Мы остановились на кандидатуре Юрия Козлова, и я, весьма ободрённый, помчался в Юрмалу, дабы там окончательно захмелеть от похвальных речей-отзывов о моей прозе А. Ланщикова, С. Лыкошина и соответствующих перспектив…
Увы, как дубултовские перспективы ушли в песок, так и зеленоградские. Ни единый рассказ мой в сборники издательства «Молодая гвардия» не попал, написанная и одобренная громадная (два авторских листа!) статья о творчестве Юрия Козлова для «Живой ветви» до сих пор лежит в моём архиве неопубликованная. Дело в том, что Пётр Алёшкин внезапно ушёл (скорее, его ушли) из госиздательства на вольные хлеба.
Но и в этот вольнохлебный период его жизни случился эпизод, который до сих пор вспоминаю я с благодарностью. Пётр приехал в Тамбов на неделю, чтобы поработать в архивах (собирал материал для романа об Антоновском восстании), одну ночь ночевал у нас, а затем перебрался в гостиницу из нашей тесной однушки – там было, конечно, вольнее и продуктивнее работать. И забрал с собой для прочтения папку с той самой первой моей повестью «Стройбат». На следующее утро и случилась та сцена, чем-то напомнившая мне сцену в Дубултах. Я открыл дверь свой квартиры на звонок, вошёл Алёшкин с моей красной папкой подмышкой, с какой-то удивлённо-радостной улыбкой протянул мне руку и выдохнул:
– Поздравляю!
Вот ради таких моментов писатель и живёт-творит!

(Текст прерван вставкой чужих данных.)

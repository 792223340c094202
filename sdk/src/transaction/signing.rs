//! The signing hook.
//!
//! Signing is separate from building: the key may live in a hardware wallet
//! or a remote service that is not around at construction time. A signer is
//! any [`TransactionSigner`]; it owns its credential and turns a built record
//! into a signature string. [`Transaction::sign_with`] is the only way that
//! string gets onto the record.
//!
//! Every signer must sign [`Transaction::signable_bytes`], never a format of
//! its own. The chain recomputes exactly those bytes to verify.

use thiserror::Error;
use tracing::debug;

use super::builder::Transaction;
use super::error::TransactionError;
use crate::config::UNSIGNED_SIGNATURE;
use crate::crypto::keys::SigningKeypair;

/// Errors produced while signing or verifying.
#[derive(Debug, Error)]
pub enum SigningError {
    /// The signing credential could not be loaded.
    #[error("invalid signing key")]
    InvalidKey,

    /// The signature string cannot be decoded.
    #[error("malformed signature: {reason}")]
    MalformedSignature { reason: String },

    /// The signature decodes but does not match the record.
    #[error("signature does not verify against the embedded public key")]
    VerificationFailed,

    /// The signer lacks the requested capability.
    #[error("signing is not implemented by this signer")]
    Unimplemented,
}

/// Produces a signature string for a built record.
pub trait TransactionSigner {
    fn sign(&self, tx: &Transaction) -> Result<String, SigningError>;
}

impl Transaction {
    /// Signs the record in place.
    ///
    /// On error the record keeps the `"default"` sentinel. A signer that
    /// hands back an empty string or the sentinel itself is treated as an
    /// error too, so an unsigned record can never pass for a signed one.
    ///
    /// ```
    /// use hyper_tx::prelude::*;
    ///
    /// # fn main() -> Result<(), TransactionError> {
    /// let signer = Ed25519Signer::new(SigningKeypair::generate());
    /// let mut tx = TransactionBuilder::new("0xAAA")?.transfer("0xBBB", 1).build();
    /// let hash = tx.hash();
    ///
    /// tx.sign_with(&signer)?;
    /// assert!(tx.is_signed());
    /// assert_eq!(tx.hash(), hash);
    /// # Ok(())
    /// # }
    /// ```
    pub fn sign_with<S>(&mut self, signer: &S) -> Result<(), TransactionError>
    where
        S: TransactionSigner + ?Sized,
    {
        let signature = signer.sign(self)?;
        if signature.is_empty() || signature == UNSIGNED_SIGNATURE {
            return Err(SigningError::MalformedSignature {
                reason: "signer returned no signature".to_string(),
            }
            .into());
        }

        self.set_signature(signature);
        debug!(hash = %self.hash(), "signed transaction");
        Ok(())
    }
}

/// Ed25519 signer.
///
/// The signature string is `hex(public_key) || hex(signature)`: 64 hex
/// characters of key followed by 128 of signature. Carrying the key lets a
/// verifier check the record without a key lookup; binding that key to the
/// `from` address is the chain's business.
#[derive(Debug, Clone)]
pub struct Ed25519Signer {
    keypair: SigningKeypair,
}

impl Ed25519Signer {
    pub fn new(keypair: SigningKeypair) -> Self {
        Self { keypair }
    }

    /// Signer from a hex-encoded 32-byte secret key.
    pub fn from_hex(secret: &str) -> Result<Self, SigningError> {
        SigningKeypair::from_hex(secret)
            .map(Self::new)
            .map_err(|_| SigningError::InvalidKey)
    }

    pub fn public_key_hex(&self) -> String {
        self.keypair.public_key_hex()
    }
}

impl TransactionSigner for Ed25519Signer {
    fn sign(&self, tx: &Transaction) -> Result<String, SigningError> {
        let signature = self.keypair.sign(&tx.signable_bytes());
        Ok(format!(
            "{}{}",
            self.keypair.public_key_hex(),
            hex::encode(signature)
        ))
    }
}

// ---------------------------------------------------------------------------
// Tests
// ---------------------------------------------------------------------------
//! # CLI Interface
//!
//! `clap` derive definitions for the `hyper-tx` binary. Every flag that
//! carries an identity or a secret can also come from the environment, so
//! scripts do not have to put keys on the command line.

use clap::{Args, Parser, Subcommand, ValueEnum};
use std::path::PathBuf;

use crate::logging::LogFormat;

/// Build and sign Hyperchain transactions offline.
///
/// Prints the built record as JSON on stdout, along with its hash. Nothing
/// is sent to the network.
#[derive(Parser, Debug)]
#[command(
    name = "hyper-tx",
    about = "Build and sign Hyperchain transactions",
    version,
    propagate_version = true
)]
pub struct HyperTxCli {
    /// Default log filter when `RUST_LOG` is not set.
    #[arg(long, global = true, env = "HYPER_TX_LOG", default_value = "warn")]
    pub log_level: String,

    /// Log output format.
    #[arg(
        long,
        global = true,
        env = "HYPER_TX_LOG_FORMAT",
        value_enum,
        default_value_t = LogFormat::Pretty
    )]
    pub log_format: LogFormat,

    #[command(subcommand)]
    pub command: Commands,
}

#[derive(Subcommand, Debug)]
pub enum Commands {
    /// Transfer value between two accounts.
    Transfer(TransferArgs),
    /// Deploy a contract.
    Deploy(DeployArgs),
    /// Invoke a method on a deployed contract.
    Invoke(InvokeArgs),
    /// Replace the code of a deployed contract.
    Upgrade(UpgradeArgs),
    /// Freeze a contract.
    Freeze(ContractArgs),
    /// Unfreeze a contract.
    Unfreeze(ContractArgs),
    /// Generate a fresh Ed25519 signing key.
    Keygen,
    /// Print version information and exit.
    Version,
}

/// Virtual machine targeted by a contract command.
#[derive(Debug, Clone, Copy, PartialEq, Eq, ValueEnum)]
pub enum Vm {
    Hvm,
    Evm,
}

/// Flags shared by every command that builds a transaction.
#[derive(Args, Debug)]
pub struct CommonArgs {
    /// Sender address.
    #[arg(long, env = "HYPER_TX_FROM")]
    pub from: String,

    /// Mark the transaction as a dry run.
    #[arg(long)]
    pub simulate: bool,

    /// Free-form metadata attached to the transaction.
    #[arg(long)]
    pub extra: Option<String>,

    /// Hex-encoded Ed25519 secret key. When set, the record is signed.
    #[arg(long, env = "HYPER_TX_SIGNING_KEY", hide_env_values = true)]
    pub signing_key: Option<String>,
}

#[derive(Args, Debug)]
pub struct TransferArgs {
    #[command(flatten)]
    pub common: CommonArgs,

    /// Recipient address.
    #[arg(long)]
    pub to: String,

    /// Amount to transfer.
    #[arg(long, allow_negative_numbers = true)]
    pub value: i64,
}

#[derive(Args, Debug)]
pub struct DeployArgs {
    #[command(flatten)]
    pub common: CommonArgs,

    #[arg(long, value_enum, default_value_t = Vm::Hvm)]
    pub vm: Vm,

    /// Contract artifact: a JAR for HVM, a `.bin` bytecode file for EVM.
    pub artifact: PathBuf,
}

#[derive(Args, Debug)]
pub struct InvokeArgs {
    #[command(flatten)]
    pub common: CommonArgs,

    #[arg(long, value_enum, default_value_t = Vm::Hvm)]
    pub vm: Vm,

    /// Address of the deployed contract.
    #[arg(long)]
    pub contract: String,

    /// Bean class name (HVM) or function signature such as
    /// `transfer(address,uint256)` (EVM).
    #[arg(long)]
    pub method: String,

    /// Arguments as JSON. For EVM, a JSON array whose items are booleans,
    /// numbers, or strings (decimal numbers, 20-byte addresses, or 32-byte
    /// hex words).
    #[arg(long, default_value = "[]")]
    pub args: String,
}

#[derive(Args, Debug)]
pub struct UpgradeArgs {
    #[command(flatten)]
    pub common: CommonArgs,

    #[arg(long, value_enum, default_value_t = Vm::Hvm)]
    pub vm: Vm,

    /// Address of the deployed contract.
    #[arg(long)]
    pub contract: String,

    /// New contract artifact.
    pub artifact: PathBuf,
}

#[derive(Args, Debug)]
pub struct ContractArgs {
    #[command(flatten)]
    pub common: CommonArgs,

    #[arg(long, value_enum, default_value_t = Vm::Hvm)]
    pub vm: Vm,

    /// Address of the deployed contract.
    #[arg(long)]
    pub contract: String,
}
// ---------------------------------------------------------------------------
// Tests
// ---------------------------------------------------------------------------

#[cfg(test)]
pub(crate) mod tests {
    use super::*;
    use crate::address::NonEmptyValidator;
    use std::cell::Cell;

    /// Deterministic identity: timestamps and nonces count up from fixed
    /// starting points.
    pub(crate) struct Counter {
        ts: Cell<i64>,
        nonce: Cell<i64>,
    }

    impl Counter {
        pub(crate) fn new(ts: i64, nonce: i64) -> Self {
            Self {
                ts: Cell::new(ts),
                nonce: Cell::new(nonce),
            }
        }
    }

    impl IdentitySource for Counter {
        fn timestamp(&self) -> i64 {
            let ts = self.ts.get();
            self.ts.set(ts + 1);
            ts
        }

        fn nonce(&self) -> i64 {
            let n = self.nonce.get();
            self.nonce.set(n + 1);
            n
        }
    }

    fn sample_tx() -> Transaction {
        TransactionBuilder::new("0xAAA")
            .unwrap()
            .transfer("0xBBB", 500)
            .extra("memo")
            .build_with(&Counter::new(0x10, 0x20))
    }

    #[test]
    fn empty_from_is_rejected() {
        for from in ["", "   "] {
            let err = TransactionBuilder::new(from).unwrap_err();
            assert!(matches!(
                err,
                TransactionError::InvalidArgument { field: "from", .. }
            ));
        }
    }

    #[test]
    fn malformed_from_is_rejected_by_default_validator() {
        assert!(TransactionBuilder::new("not-an-address").is_err());
        assert!(TransactionBuilder::with_validator("not-an-address", NonEmptyValidator).is_ok());
    }

    #[test]
    fn empty_from_rejected_even_by_permissive_validator() {
        let anything = |_: &str| true;
        assert!(TransactionBuilder::with_validator("", anything).is_err());
    }

    #[test]
    fn fresh_record_defaults() {
        let tx = TransactionBuilder::new("0xAAA").unwrap().build();
        assert_eq!(tx.from(), "0xAAA");
        assert_eq!(tx.to(), "");
        assert_eq!(tx.payload(), None);
        assert_eq!(tx.value(), 0);
        assert!(!tx.simulate());
        assert_eq!(tx.vm_type(), VmType::Transfer);
        assert_eq!(tx.op_code(), 0);
        assert_eq!(tx.extra(), None);
        assert_eq!(tx.signature(), UNSIGNED_SIGNATURE);
        assert!(!tx.is_signed());
        assert!(tx.nonce() > 0);
    }

    #[test]
    fn transfer_sets_routing_and_value() {
        let tx = sample_tx();
        assert_eq!(tx.to(), "0xBBB");
        assert_eq!(tx.value(), 500);
        assert_eq!(tx.extra(), Some("memo"));
    }

    #[test]
    fn empty_recipient_is_accepted() {
        let tx = TransactionBuilder::new("0xAAA")
            .unwrap()
            .transfer("", 500)
            .build();
        assert_eq!(tx.to(), "");
        assert_eq!(tx.value(), 500);
        assert!(tx.signable_string().contains("&to=&value=500&"));
    }

    #[test]
    fn draft_debug_omits_validator() {
        let builder = TransactionBuilder::new("0xAAA").unwrap();
        let debug = format!("{:?}", builder);
        assert!(debug.contains("from: \"0xAAA\""));
        assert!(!debug.contains("validator"));
    }

    #[test]
    fn negative_value_is_accepted() {
        let tx = TransactionBuilder::new("0xAAA")
            .unwrap()
            .transfer("0xBBB", -1)
            .build();
        assert_eq!(tx.value(), -1);
    }

    #[test]
    fn simulate_is_idempotent() {
        let mut once = TransactionBuilder::new("0xAAA").unwrap();
        once.simulate();
        let mut thrice = TransactionBuilder::new("0xAAA").unwrap();
        thrice.simulate().simulate().simulate();

        let id = Counter::new(1, 1);
        let a = once.build_with(&id);
        let id = Counter::new(1, 1);
        let b = thrice.build_with(&id);
        assert_eq!(a, b);
        assert!(a.simulate());
    }

    #[test]
    fn extra_last_write_wins() {
        let tx = TransactionBuilder::new("0xAAA")
            .unwrap()
            .extra("x")
            .extra("y")
            .build();
        assert_eq!(tx.extra(), Some("y"));
    }

    #[test]
    fn rebuild_changes_only_identity() {
        let mut builder = TransactionBuilder::new("0xAAA").unwrap();
        builder.transfer("0xBBB", 7).extra("memo");

        let id = Counter::new(100, 200);
        let first = builder.build_with(&id);
        let second = builder.build_with(&id);

        assert_ne!(first, second);
        assert_ne!(
            (first.timestamp(), first.nonce()),
            (second.timestamp(), second.nonce())
        );
        assert_eq!(first.from(), second.from());
        assert_eq!(first.to(), second.to());
        assert_eq!(first.value(), second.value());
        assert_eq!(first.extra(), second.extra());
        assert_eq!(first.signature(), second.signature());
    }

    #[test]
    fn signable_string_layout() {
        let tx = sample_tx();
        assert_eq!(
            tx.signable_string(),
            "from=0xAAA&to=0xBBB&value=500&payload=&timestamp=0x10&nonce=0x20&opcode=0&extra=memo&vmtype=TRANSFER"
        );
    }

    #[test]
    fn signable_bytes_exclude_signature_and_simulate() {
        let mut builder = TransactionBuilder::new("0xAAA").unwrap();
        builder.transfer("0xBBB", 1);
        let plain = builder.build_with(&Counter::new(5, 5));
        builder.simulate();
        let mut simulated = builder.build_with(&Counter::new(5, 5));
        simulated.set_signature("cafe".to_string());

        assert_eq!(plain.signable_bytes(), simulated.signable_bytes());
        assert_eq!(plain.hash(), simulated.hash());
    }

    #[test]
    fn hash_is_prefixed_sha256() {
        let tx = sample_tx();
        let hash = tx.hash();
        assert!(hash.starts_with("0x"));
        assert_eq!(hash.len(), 2 + 64);
        assert_eq!(hash, sample_tx().hash());
    }

    #[test]
    fn json_uses_camel_case_keys() {
        let json = serde_json::to_value(sample_tx()).unwrap();
        assert_eq!(json["vmType"], "TRANSFER");
        assert_eq!(json["opCode"], 0);
        assert_eq!(json["signature"], "default");
        assert_eq!(json["payload"], serde_json::Value::Null);
        assert_eq!(json["timestamp"], 0x10);
    }
}
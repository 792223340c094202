use thiserror::Error;

use super::signing::SigningError;
use crate::codec::CodecError;

/// Errors surfaced by builders and the signing hook.
///
/// Every error reaches the immediate caller synchronously. Nothing in the
/// crate retries.
#[derive(Debug, Error)]
pub enum TransactionError {
    /// A required field is empty or malformed.
    #[error("invalid {field}: {reason}")]
    InvalidArgument { field: &'static str, reason: String },

    /// The codec rejected a deployment artifact or invocation. The builder
    /// is left exactly as it was before the call.
    #[error("payload encoding failed: {0}")]
    Encoding(#[from] CodecError),

    /// The signer failed. The record keeps its unsigned sentinel.
    #[error("signing failed: {0}")]
    Signing(#[from] SigningError),
}

impl TransactionError {
    pub(crate) fn invalid(field: &'static str, reason: impl Into<String>) -> Self {
        Self::InvalidArgument {
            field,
            reason: reason.into(),
        }
    }
}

Потом уже, за чаем, Пётр рассказал-признался, как с опаской, боясь разочарования, приступил вечером к чтению рукописи, как увлёкся с первых страниц и не ложился почти до утра спать, пока не дочитал всю повесть до конца… Мне в чай и мёд не надо было класть – всё было сладко! (Не будь я скромен до неприличия, вспомнил бы здесь по аналогии эпизод, как к молодому Достоевскому примчались Некрасов с Григоровичем, прочитавшие за ночь рукопись его «Бедных людей», и кинулись обнимать и поздравлять-окрылять смущённого автора…)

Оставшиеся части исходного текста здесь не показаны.